---------- Listed entries
impl Worker {
    fn run(mut self) {
        info!(plugin = %self.shared.name, "starting");
        let mut fatal: Option<String> = None;

        while !self.stopped() {
            self.fill_side(true);
            self.fill_side(false);

            let next = self.pick_next();
            match next {
                Some(from_input) => {
                    let msg = self.take_pending(from_input);
                    if let Err(err) = self.deliver(&msg) {
                        fatal = Some(err);
                        break;
                    }
                }
                None => {
                    if let Err(err) = self.fire_timer(false) {
                        fatal = Some(err);
                        break;
                    }
                    if self.ctx.shutdown.wait_timeout(Duration::from_secs(1)) {
                        break;
                    }
                    continue;
                }
            }
            if let Err(err) = self.fire_timer(false) {
                fatal = Some(err);
                break;
            }
        }

        self.finish(fatal);
    }

    fn stopped(&self) -> bool {
        self.shared.stop.load(Ordering::Acquire) || self.ctx.shutdown.is_set()
    }

    /// Poll one side for its next pending message.
    fn fill_side(&mut self, input_side: bool) {
        let Some(side) = (if input_side {
            self.input.as_mut()
        } else {
            self.analysis.as_mut()
        }) else {
            return;
        };
        if side.pending.is_some() {
            return;
        }
        match side.reader.poll() {
            Ok(Poll::Message(m)) => side.pending = Some(m),
            Ok(Poll::Waiting) => {}
            Ok(Poll::Stale) => {
                // the recorded position points at pruned history; restart
                // from the newest file
                let tail = side.reader.tail_position();
                warn!(plugin = %self.shared.name, queue = %side.kind, position = %tail,
                      "checkpoint was reset");
                side.reader.reset_to(tail);
                side.cur = tail;
                match side.kind {
                    QueueKind::Input => commit(&self.shared, Some(tail), None),
                    QueueKind::Analysis => commit(&self.shared, None, Some(tail)),
                }
            }
            Err(e) => {
                warn!(plugin = %self.shared.name, queue = %side.kind, error = %e, "read error");
            }
        }
    }

    /// Oldest timestamp wins when both queues have a message pending.
    fn pick_next(&self) -> Option<bool> {
        let input_ts = self
            .input
            .as_ref()
            .and_then(|s| s.pending.as_ref())
            .map(|m| m.timestamp);
        let analysis_ts = self
            .analysis
            .as_ref()
            .and_then(|s| s.pending.as_ref())
            .map(|m| m.timestamp);
        match (input_ts, analysis_ts) {
            (Some(i), Some(a)) => Some(i <= a),
            (Some(_), None) => Some(true),
            (None, Some(_)) => Some(false),
            (None, None) => None,
        }
    }

    fn take_pending(&mut self, from_input: bool) -> Message {
        let side = if from_input {
            self.input.as_mut()
        } else {
            self.analysis.as_mut()
        };
        // pick_next guaranteed the side and the message exist
        let side = match side {
            Some(s) => s,
            None => unreachable!("picked a side that is not configured"),
        };
        side.cur = side.reader.consumed_position();
        match side.pending.take() {
            Some(m) => m,
            None => unreachable!("picked a side with no pending message"),
        }
    }

    fn deliver(&mut self, msg: &Message) -> Result<(), String> {
        let sample = {
            let mut state = self.shared.state.lock();
            state.mm_delta += 1;
            std::mem::take(&mut state.sample)
        };

        let mm_started = sample.then(Instant::now);
        let matched = self.matcher.eval(msg);
        if let Some(t) = mm_started {
            self.shared.state.lock().stats.mm.update(t.elapsed().as_nanos() as f64);
        }
        if !matched {
            return Ok(());
        }

        let seq = self.sequence_id + 1;
        if let Some(ring) = self.ring.as_mut() {
            ring.store(
                seq,
                self.input.as_ref().map(|s| s.cur),
                self.analysis.as_ref().map(|s| s.cur),
            );
        }

        let mut result = self.call_process(msg, seq, sample);
        while result == ProcessResult::Retry {
            if self.stopped() {
                return Ok(());
            }
            let err = self.host.last_error().unwrap_or_default().to_owned();
            debug!(plugin = %self.shared.name, seq, error = %err, "retrying message");
            if self.ctx.shutdown.wait_timeout(Duration::from_secs(1)) {
                return Ok(());
            }
            result = self.call_process(msg, seq, false);
        }

        match result {
            ProcessResult::Sent => {
                self.sequence_id = seq;
                self.batching = false;
                self.bump_pm_delta();
                self.advance(seq);
            }
            ProcessResult::Fail => {
                let mut state = self.shared.state.lock();
                state.stats.pm_failures += 1;
                drop(state);
                if let Some(err) = self.host.last_error() {
                    if !err.is_empty() {
                        warn!(plugin = %self.shared.name, error = err, "process_message failed");
                    }
                }
                self.sequence_id = seq;
                self.bump_pm_delta();
                self.advance(seq);
            }
            ProcessResult::Batch => {
                self.sequence_id = seq;
                self.batching = true;
                self.bump_pm_delta();
            }
            ProcessResult::Async => {
                if self.ring.is_none() {
                    let err =
                        "cannot use async checkpointing without a configured buffer".to_owned();
                    self.host.terminate(&err);
                    return Err(err);
                }
                self.sequence_id = seq;
                self.bump_pm_delta();
            }
            ProcessResult::Fatal(err) => return Err(err),
            ProcessResult::Retry => {} // stopped mid-retry
        }
        Ok(())
    }

    fn bump_pm_delta(&self) {
        self.shared.state.lock().pm_delta += 1;
    }

    /// Advance the committed checkpoint for a synchronously settled message.
    fn advance(&mut self, seq: u64) {
        if let Some(ring) = self.ring.as_mut() {
            if let Some((input, analysis)) = ring.ack(seq) {
                commit(&self.shared, input, analysis);
            }
        } else {
            commit(
                &self.shared,
                self.input.as_ref().map(|s| s.cur),
                self.analysis.as_ref().map(|s| s.cur),
            );
        }
    }

    fn call_process(&mut self, msg: &Message, seq: u64, sample: bool) -> ProcessResult {
        let started = sample.then(Instant::now);
        let result = {
            let mut host_ctx = OutputHostCtx {
                ctx: &self.ctx,
                shared: &self.shared,
                ring: &mut self.ring,
                batching: &mut self.batching,
                cur_input: self.input.as_ref().map(|s| s.cur),
                cur_analysis: self.analysis.as_ref().map(|s| s.cur),
            };
            self.host.process(Some(msg), None, Some(seq), &mut host_ctx)
        };
        let mut state = self.shared.state.lock();
        state.stats.pm_cnt += 1;
        if let Some(t) = started {
            state.stats.pm.update(t.elapsed().as_nanos() as f64);
        }
        let usage = self.host.usage();
        state.stats.mem_cur = usage.mem_cur;
        state.stats.mem_max = usage.mem_max;
        state.stats.out_max = usage.out_max;
        state.stats.ins_max = usage.ins_max;
        result
    }

    fn fire_timer(&mut self, shutdown: bool) -> Result<(), String> {
        if self.cfg.ticker_interval == 0 && !shutdown {
            return Ok(());
        }
        let now = now_ns();
        if !shutdown && now < self.ticker_expires {
            return Ok(());
        }
        self.ticker_expires = now + self.cfg.ticker_interval as i64 * 1_000_000_000;
        let sample = std::mem::take(&mut self.shared.state.lock().sample);
        let started = sample.then(Instant::now);
        let result = {
            let mut host_ctx = OutputHostCtx {
                ctx: &self.ctx,
                shared: &self.shared,
                ring: &mut self.ring,
                batching: &mut self.batching,
                cur_input: self.input.as_ref().map(|s| s.cur),
                cur_analysis: self.analysis.as_ref().map(|s| s.cur),
            };
            self.host.timer(now, shutdown, &mut host_ctx)
        };
        {
            let mut state = self.shared.state.lock();
            state.te_delta += 1;
            if let Some(t) = started {
                state.stats.te.update(t.elapsed().as_nanos() as f64);
            }
        }
        match result {
            ProcessResult::Fatal(err) => Err(err),
            _ => Ok(()),
        }
    }

    fn finish(mut self, fatal: Option<String>) {
        if self.host.is_running() {
            let _ = self.fire_timer(true);
        }

        // hold the committed checkpoints for the next start
        let (committed_input, committed_analysis) = {
            let state = self.shared.state.lock();
            (state.committed_input, state.committed_analysis)
        };
        if let (Some(_), Some(pos)) = (&self.input, committed_input) {
            self.ctx
                .store
                .update_reader(QueueKind::Input, &self.shared.name, pos);
        }
        if let (Some(_), Some(pos)) = (&self.analysis, committed_analysis) {
            self.ctx
                .store
                .update_reader(QueueKind::Analysis, &self.shared.name, pos);
        }

        match fatal {
            None => {
                info!(plugin = %self.shared.name, "shutting down");
                if let Some(err) = self.host.destroy() {
                    warn!(plugin = %self.shared.name, error = %err, "state not preserved");
                }
            }
            Some(err) => {
                info!(plugin = %self.shared.name, error = %err, "detaching");
                util::write_error_file(&self.ctx.cfg.output_path, &self.shared.name, &err);
                if self.cfg.rm_cp_terminate {
                    if self.input.is_some() {
                        self.ctx
                            .store
                            .remove_reader(QueueKind::Input, &self.shared.name);
                    }
                    if self.analysis.is_some() {
                        self.ctx
                            .store
                            .remove_reader(QueueKind::Analysis, &self.shared.name);
                    }
                }
                if let Some(derr) = self.host.destroy() {
                    warn!(plugin = %self.shared.name, error = %derr, "state not preserved");
                }
                self.registry.clear(self.slot);
                if self.cfg.shutdown_terminate {
                    info!(plugin = %self.shared.name, "shutting down on terminate");
                    self.ctx.shutdown.trigger();
                }
            }
        }
    }
}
--------------------
**Task brief:** Beginning with the first line above, could you copy every line exactly, up to and including the one with "let tail = side.reader.tail_position();"?

**Solution to this exercise:**
impl Worker {
    fn run(mut self) {
        info!(plugin = %self.shared.name, "starting");
        let mut fatal: Option<String> = None;

        while !self.stopped() {
            self.fill_side(true);
            self.fill_side(false);

            let next = self.pick_next();
            match next {
                Some(from_input) => {
                    let msg = self.take_pending(from_input);
                    if let Err(err) = self.deliver(&msg) {
                        fatal = Some(err);
                        break;
                    }
                }
                None => {
                    if let Err(err) = self.fire_timer(false) {
                        fatal = Some(err);
                        break;
                    }
                    if self.ctx.shutdown.wait_timeout(Duration::from_secs(1)) {
                        break;
                    }
                    continue;
                }
            }
            if let Err(err) = self.fire_timer(false) {
                fatal = Some(err);
                break;
            }
        }

        self.finish(fatal);
    }

    fn stopped(&self) -> bool {
        self.shared.stop.load(Ordering::Acquire) || self.ctx.shutdown.is_set()
    }

    /// Poll one side for its next pending message.
    fn fill_side(&mut self, input_side: bool) {
        let Some(side) = (if input_side {
            self.input.as_mut()
        } else {
            self.analysis.as_mut()
        }) else {
            return;
        };
        if side.pending.is_some() {
            return;
        }
        match side.reader.poll() {
            Ok(Poll::Message(m)) => side.pending = Some(m),
            Ok(Poll::Waiting) => {}
            Ok(Poll::Stale) => {
                // the recorded position points at pruned history; restart
                // from the newest file
                let tail = side.reader.tail_position();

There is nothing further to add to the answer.